Shots rang out at the end of the celebration outside the city’s historic Union Station. Fans had lined the parade route and some even climbed trees and street poles or stood on rooftops to watch as players passed by on double-decker buses. The team said all players, coaches and staffers and their families were “safe and accounted for” after the shooting.
Mayor Quinton Lucas, who attended with his wife and mother and ran for safety when shots were fired, said the shooting happened despite the presence of more than 800 police officers in the building and nearby.
Radio station KKFI said via Facebook that Lisa Lopez-Galvan, the host of “Taste of Tejano,” was killed. Lopez-Galvan, whose DJ name was “Lisa G,” was an extrovert and devoted mother of two from a prominent Latino family in the area, said Rosa Izurieta and Martha Ramirez, two childhood friends who worked with her at a staffing company. Izurieta said Lopez-Galvan attended the parade with her husband and her adult son, a die-hard Kansas City sports fan who also was shot.
Lopez-Galvan also played at weddings, quinceañeras and an American Legion bar and grill, mixing Tejano, Mexican and Spanish music with R&B and hip hop. Izurieta and Ramirez said Lopez-Galvan’s family is active in the Latino community and her father founded the city’s first mariachi group, Mariachi Mexico, in the 1980s.
Officials at one hospital said of eight gunshot victims they received on Wednesday, two were still in critical condition on Thursday morning UST and five had been discharged. Of the four people the hospital was treating who had been injured in the chaos after the shooting, three had been discharged.
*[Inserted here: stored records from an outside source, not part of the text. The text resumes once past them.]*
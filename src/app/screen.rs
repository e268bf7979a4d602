use glam::{vec2, Vec2};

pub const VIRTUAL_SIZE: Vec2 = Vec2::new(1280., 720.);

/// Maps the fixed-size virtual screen into the window, keeping the aspect
/// ratio and centering it.
#[derive(Debug, Clone, Copy)]
pub struct VirtualScreen {
    pub size: Vec2,
    pub window: Vec2,
}

impl Default for VirtualScreen {
    fn default() -> Self {
        Self::new(VIRTUAL_SIZE)
    }
}

impl VirtualScreen {
    pub fn new(size: Vec2) -> Self {
        VirtualScreen { size, window: size }
    }
    pub fn resize(&mut self, window: Vec2) {
        self.window = window;
    }
    pub fn scale(&self) -> f32 {
        (self.window.x / self.size.x).min(self.window.y / self.size.y)
    }
    /// Top-left corner of the virtual screen in window pixels.
    pub fn offset(&self) -> Vec2 {
        (self.window - self.size * self.scale()) * 0.5
    }
    /// Virtual pixel (top-left origin, y down) to normalized device
    /// coordinates (center origin, y up).
    pub fn to_ndc(&self, pos: Vec2) -> Vec2 {
        if self.window.x <= 0. || self.window.y <= 0. {
            return Vec2::ZERO;
        }
        let px = self.offset() + pos * self.scale();
        vec2(px.x / self.window.x, -px.y / self.window.y) * 2. - vec2(1., -1.)
    }
    pub fn extent_to_ndc(&self, size: Vec2) -> Vec2 {
        if self.window.x <= 0. || self.window.y <= 0. {
            return Vec2::ZERO;
        }
        size * self.scale() / self.window * 2.
    }
    /// The virtual screen itself as `(center, size)` in NDC.
    pub fn area(&self) -> (Vec2, Vec2) {
        (self.to_ndc(self.size * 0.5), self.extent_to_ndc(self.size))
    }
    /// Letterbox bars as `(center, size)` in NDC. Empty when the window has
    /// the virtual aspect ratio.
    pub fn bars(&self) -> Vec<(Vec2, Vec2)> {
        let offset = self.offset();
        if self.window.x <= 0. || self.window.y <= 0. {
            return vec![];
        }
        let margin = offset / self.window * 2.;

        let mut bars = vec![];
        if margin.x > 0. {
            let size = vec2(margin.x, 2.);
            bars.push((vec2(-1. + margin.x * 0.5, 0.), size));
            bars.push((vec2(1. - margin.x * 0.5, 0.), size));
        }
        if margin.y > 0. {
            let size = vec2(2., margin.y);
            bars.push((vec2(0., 1. - margin.y * 0.5), size));
            bars.push((vec2(0., -1. + margin.y * 0.5), size));
        }
        bars
    }
}

#[cfg(test)]
mod tests {
    use super::*;

    fn close(a: Vec2, b: Vec2) -> bool {
        (a - b).length() < 1e-5
    }

    #[test]
    fn matching_window_maps_corners() {
        let screen = VirtualScreen::default();
        assert_eq!(screen.scale(), 1.);
        assert!(close(screen.to_ndc(Vec2::ZERO), vec2(-1., 1.)));
        assert!(close(screen.to_ndc(VIRTUAL_SIZE), vec2(1., -1.)));
        assert!(close(screen.to_ndc(VIRTUAL_SIZE * 0.5), Vec2::ZERO));
        assert!(screen.bars().is_empty());
        assert!(close(screen.area().1, vec2(2., 2.)));
    }

    #[test]
    fn wide_window_gets_pillarbox() {
        let mut screen = VirtualScreen::default();
        // 4:1 window, height limits the scale
        screen.resize(vec2(2880., 720.));

        assert_eq!(screen.scale(), 1.);
        assert_eq!(screen.offset(), vec2(800., 0.));
        assert!(close(screen.to_ndc(Vec2::ZERO), vec2(-1. + 1600. / 2880., 1.)));

        let bars = screen.bars();
        assert_eq!(bars.len(), 2);
        let width = 1600. / 2880.;
        assert!(close(bars[0].1, vec2(width, 2.)));
        assert!(close(bars[0].0, vec2(-1. + width * 0.5, 0.)));
        assert!(close(bars[1].0, vec2(1. - width * 0.5, 0.)));
    }

    #[test]
    fn tall_window_gets_letterbox() {
        let mut screen = VirtualScreen::default();
        screen.resize(vec2(640., 720.));

        assert_eq!(screen.scale(), 0.5);
        assert_eq!(screen.offset(), vec2(0., 180.));
        assert!(close(screen.extent_to_ndc(vec2(1280., 720.)), vec2(2., 1.)));
        let (center, size) = screen.area();
        assert!(close(center, Vec2::ZERO));
        assert!(close(size, vec2(2., 1.)));

        let bars = screen.bars();
        assert_eq!(bars.len(), 2);
        assert!(close(bars[0].0, vec2(0., 0.75)));
        assert!(close(bars[1].0, vec2(0., -0.75)));
    }

    #[test]
    fn minimised_window_does_not_blow_up() {
        let mut screen = VirtualScreen::default();
        screen.resize(Vec2::ZERO);

        assert_eq!(screen.to_ndc(vec2(10., 10.)), Vec2::ZERO);
        assert_eq!(screen.extent_to_ndc(vec2(30., 30.)), Vec2::ZERO);
        assert!(screen.bars().is_empty());
    }
}
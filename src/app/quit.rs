/// Keys that quit the demo when all are held at once. Escape does nothing.
#[derive(Debug, Clone, Copy, PartialEq, Eq)]
pub enum ComboKey {
    Four,
    Zero,
    One,
}

impl ComboKey {
    fn index(self) -> usize {
        match self {
            ComboKey::Four => 0,
            ComboKey::Zero => 1,
            ComboKey::One => 2,
        }
    }
}

#[derive(Debug, Default)]
pub struct QuitCombo {
    held: [bool; 3],
}

impl QuitCombo {
    /// Records a press or release. Returns true once every combo key is down.
    pub fn key(&mut self, key: ComboKey, pressed: bool) -> bool {
        self.held[key.index()] = pressed;
        self.is_held()
    }
    pub fn is_held(&self) -> bool {
        self.held.iter().all(|held| *held)
    }
}
use super::state::SurveyState;
use super::{Color, Survey};
use crate::error::SurveyError;
use crate::graph::{Graph, Vertex};
use std::collections::VecDeque;
use tracing::trace;

/// Level-order survey. Records, for every discovered vertex, the number of
/// edges from its root.
#[derive(Debug, Clone)]
pub struct BreadthFirstSurvey {
    state: SurveyState,
    distance: Vec<Option<usize>>,
    edge_count: usize,
    queue: VecDeque<Vertex>,
}

impl BreadthFirstSurvey {
    pub fn new(graph: &Graph) -> Self {
        Self::with_start(graph, 0)
    }

    pub fn with_start(graph: &Graph, start: Vertex) -> Self {
        Self {
            state: SurveyState::new(graph.vertex_count(), start),
            distance: vec![None; graph.vertex_count()],
            edge_count: graph.edge_count(),
            queue: VecDeque::new(),
        }
    }

    pub fn distances(&self) -> &[Option<usize>] {
        &self.distance
    }

    pub fn distance(&self, vertex: Vertex) -> Option<usize> {
        self.distance.get(vertex).copied().flatten()
    }

    /// Distance value the classic tables print for unreached vertices:
    /// one more than the edge count, so no real distance can equal it.
    pub fn infinite_distance(&self) -> usize {
        1 + self.edge_count
    }

    pub fn infinite_time(&self) -> usize {
        self.vertex_count()
    }

    pub fn null_vertex(&self) -> Vertex {
        self.vertex_count()
    }

    fn trace_queue(&self) {
        trace!(queue = ?self.queue, "bfs control queue");
    }
}

impl Survey for BreadthFirstSurvey {
    fn reset(&mut self, graph: &Graph) {
        self.queue.clear();
        self.edge_count = graph.edge_count();
        if self.state.reset(graph.vertex_count()) {
            self.distance = vec![None; graph.vertex_count()];
        } else {
            self.distance.fill(None);
        }
    }

    fn search_all(&mut self, graph: &Graph) -> Result<(), SurveyError> {
        self.reset(graph);
        for root in self.state.root_order() {
            if self.state.is_white(root) {
                self.search_from(graph, root)?;
            }
        }
        Ok(())
    }

    fn search_from(&mut self, graph: &Graph, root: Vertex) -> Result<(), SurveyError> {
        self.state.check(graph, root)?;
        if !self.state.is_white(root) {
            return Ok(());
        }

        self.distance[root] = Some(0);
        self.state.discover(root, None);
        self.queue.push_back(root);
        self.trace_queue();

        while let Some(&front) = self.queue.front() {
            let next_distance = self.distance[front].map(|d| d + 1);
            for &neighbor in graph.neighbors(front) {
                if self.state.is_white(neighbor) {
                    self.distance[neighbor] = next_distance;
                    self.state.discover(neighbor, Some(front));
                    self.queue.push_back(neighbor);
                    self.trace_queue();
                }
            }

            self.queue.pop_front();
            self.trace_queue();
            self.state.finish(front);
        }

        Ok(())
    }

    fn set_start(&mut self, start: Vertex) {
        self.state.start = start;
    }

    fn start(&self) -> Vertex {
        self.state.start
    }

    fn colors(&self) -> &[Color] {
        &self.state.colors
    }

    fn discovery_times(&self) -> &[Option<usize>] {
        &self.state.discovery
    }

    fn parents(&self) -> &[Option<Vertex>] {
        &self.state.parents
    }
}
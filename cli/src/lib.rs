pub mod app;
pub mod args;
pub mod colors;
pub mod display;
pub mod graph_report;
pub mod json_output;
pub mod play;

pub use app::MovieMatchApp;
pub use args::{Args, Command};
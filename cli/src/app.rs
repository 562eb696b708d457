use moviematch_core::{LoadSummary, MatchConfig, MovieMatch};
use std::{env, error::Error, ffi::OsString, path::PathBuf};
use tracing::info;

use crate::args::Args;

pub const DATABASE_ENV: &str = "MOVIEMATCH_DATABASE";

/// Database location in precedence order: explicit flag, environment
/// variable, then `<data_dir>/moviematch/movies.txt`.
pub fn resolve_database_path(
    flag: Option<PathBuf>,
    env_value: Option<OsString>,
    data_dir: Option<PathBuf>,
) -> Option<PathBuf> {
    flag.or_else(|| env_value.filter(|value| !value.is_empty()).map(PathBuf::from))
        .or_else(|| data_dir.map(|dir| dir.join("moviematch").join("movies.txt")))
}

pub fn match_config(args: &Args) -> MatchConfig {
    MatchConfig {
        delimiter: args.delimiter,
        hint_prefix_len: args.hint_length,
        ..MatchConfig::default()
    }
}

pub struct MovieMatchApp {
    pub database_path: PathBuf,
    pub config: MatchConfig,
}

impl MovieMatchApp {
    pub fn new(database: Option<PathBuf>, config: MatchConfig) -> Result<Self, Box<dyn Error>> {
        let database_path =
            resolve_database_path(database, env::var_os(DATABASE_ENV), dirs::data_dir())
                .ok_or("No database given and no data directory found; pass --database")?;

        if !database_path.exists() {
            return Err(format!("Database file does not exist: {:?}", database_path).into());
        }

        Ok(Self {
            database_path,
            config,
        })
    }

    pub fn load(&self) -> Result<(MovieMatch, LoadSummary), Box<dyn Error>> {
        let mut movie_match = MovieMatch::new(self.config.clone());
        let summary = movie_match.load(&self.database_path)?;
        info!(
            path = %self.database_path.display(),
            movies = summary.movies,
            actors = summary.actors,
            "database loaded"
        );
        Ok((movie_match, summary))
    }

    /// Loads the database and surveys from `base`.
    pub fn load_with_base(&self, base: &str) -> Result<MovieMatch, Box<dyn Error>> {
        let (mut movie_match, _) = self.load()?;
        movie_match.init(base)?;
        Ok(movie_match)
    }
}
An official at a second hospital said Thursday that one gunshot victim there remains in critical condition and four people injured in the aftermath of the shooting were treated and released. At a children’s hospital, an official said Wednesday they were treating 12 patients from the celebration, including 11 children between 6 and 15, many with gunshot wounds. All were expected to recover.
Kansas City Police Chief Stacey Graves said three people had been detained, and firearms were recovered. She said police were still piecing together what happened and did not release details about those who were detained or a possible motive.
The FBI and police were asking anyone who had video of the events to submit it to a tip line. It’s not clear how the shooting unfolded, how many people fired guns and whether there was more than one crime scene.
Graves said at a news conference Wednesday that she heard that fans may have been involved in tackling a suspect but couldn’t immediately confirm that. A video showed two people chase and tackle a person, holding them down until two police officers arrived.
City’s history
Kansas City has struggled with gun violence, and in 2020 it was among nine cities targeted by the U.S. Justice Department in an effort to crack down on violent crime. In 2023, the city matched its record with 182 homicides, most of which involved guns.
Mayor Quinton Lucas has joined with mayors across the country in calling for new laws to reduce gun violence, including mandating universal background checks.
Violence at sports celebrations
The gun violence at Wednesday’s parade is the latest at a sports celebration in the U.S. to be marred by gun violence, following a shooting that wounded several people last year in Denver after the Nuggets’ NBA championship, and gunfire last year at a parking lot near the Texas Rangers’ World Series championship parade.